Kilometertiefe Bohrungen im Ozean und an Land

Warum forschen wir tief unter der Erde? Was findet man dort? Gemeinsam mit Geologen und anderen Wissenschaftlern ging Büchs solchen Fragen nach und präsentierte am Dienstagmorgen auf der Bühne der Universitätsaula die Geo-Show. Fast 500 Schüler aus der gesamten Köln-Bonner Region und ihre Lehrer konnten erfahren, wie man durch kilometertiefe Bohrungen im Ozean oder an Land Erkenntnisse über die Erdgeschichte gewinnt und wie diese Forschung dabei hilft, das Leben in Zukunft besser vor Tsunamis, Vulkanausbrüchen und den Folgen des Klimawandels zu schützen. Die Show gehört zum Rahmenprogramm der jährlichen Tagung der Tiefbohrprogramme IODP (International Ocean Discovery Program) und ICDP (International Continental Scientific Drilling Program) und fand nach der erfolgreichen Premiere im letzten Jahr in Erlangen dieses Mal nun in Bonn statt. Das Programm wurde eigens für die geowissenschaftlichen Forschungsprogramme konzipiert und soll Schüler an das Forschungsgebiet heranführen.

Besonderer Höhepunkt der Show: Die Live-Schaltung auf das Forschungsschiff "Joides Resolution", die zwar mit einigen technischen Pannen zu kämpfen hatte, aber nichtsdestotrotz einen guten Einblick in die Aufgaben und den Alltag der Forscher im Indischen Ozean bot. Markus Fingerle erzählte den Schülern vor der Schalte von seinen Erfahrungen: Der Lehrer vom Peutinger-Gymnasium im schwäbischen Ellwangen hatte zuvor zwei Monate auf dem Forschungsschiff zugebracht, um per Videochat live in Schulstunden von den Forschungsaufgaben zu berichten.

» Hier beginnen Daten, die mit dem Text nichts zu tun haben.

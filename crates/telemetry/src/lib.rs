//! Logging bootstrap.
//!
//! Logs always go to stderr: stdout is reserved for the probe's console lines.

use facturacion_kernel::{LogFormat, TelemetrySettings};
use tracing_subscriber::EnvFilter;

/// Build the filter from `RUST_LOG`, falling back to the configured level.
pub fn env_filter(settings: &TelemetrySettings) -> EnvFilter {
    EnvFilter::try_from_default_env()
        .or_else(|_| EnvFilter::try_new(&settings.log_level))
        .unwrap_or_else(|_| EnvFilter::new("info"))
}

/// Initialize the tracing/logging pipeline.
///
/// Safe to call more than once; only the first call installs a subscriber.
pub fn init(settings: &TelemetrySettings) {
    let builder = tracing_subscriber::fmt()
        .with_env_filter(env_filter(settings))
        .with_writer(std::io::stderr)
        .with_target(true);

    let installed = match settings.log_format {
        LogFormat::Pretty => builder.try_init().is_ok(),
        LogFormat::Json => builder.json().try_init().is_ok(),
    };

    if installed {
        tracing::debug!(
            target: "facturacion-telemetry",
            format = ?settings.log_format,
            level = %settings.log_level,
            "telemetry initialized"
        );
    }
}

#[cfg(test)]
mod tests {
    use super::*;

    #[test]
    fn init_is_idempotent() {
        let settings = TelemetrySettings::default();
        init(&settings);
        init(&settings);
    }

    #[test]
    fn invalid_level_falls_back_to_info() {
        let settings = TelemetrySettings {
            log_format: LogFormat::Json,
            log_level: "not[a=valid".to_string(),
        };
        // Only asserts that building the filter does not panic.
        let _ = env_filter(&settings);
    }
}
use std::fmt;

use serde::Deserialize;

/// A configuration value that must never show up in logs.
#[derive(Clone, Deserialize, PartialEq, Eq)]
#[serde(transparent)]
pub struct Secret(String);

impl Secret {
    pub fn new(value: impl Into<String>) -> Self {
        Self(value.into())
    }

    /// Borrow the underlying value. Call sites should hand it straight to the
    /// consumer that needs it.
    pub fn expose(&self) -> &str {
        &self.0
    }
}

impl fmt::Debug for Secret {
    fn fmt(&self, f: &mut fmt::Formatter<'_>) -> fmt::Result {
        f.write_str("Secret(***)")
    }
}

impl fmt::Display for Secret {
    fn fmt(&self, f: &mut fmt::Formatter<'_>) -> fmt::Result {
        f.write_str("***")
    }
}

Zum Schluss gab es dann noch ein ganz besonderes Anschauungsobjekt: Vor der Bühne lag mit Alufolie bedeckt ein ganz außergewöhnlicher, 18 Meter langer "Bohrkern". Der war allerdings essbar und entpuppte sich als ein seinem unterirdischen Vorbild nur nachempfundener Marmorkuchen, an dem sich die Zuschauer nach soviel geballter Wissensvermittlung stärken konnten.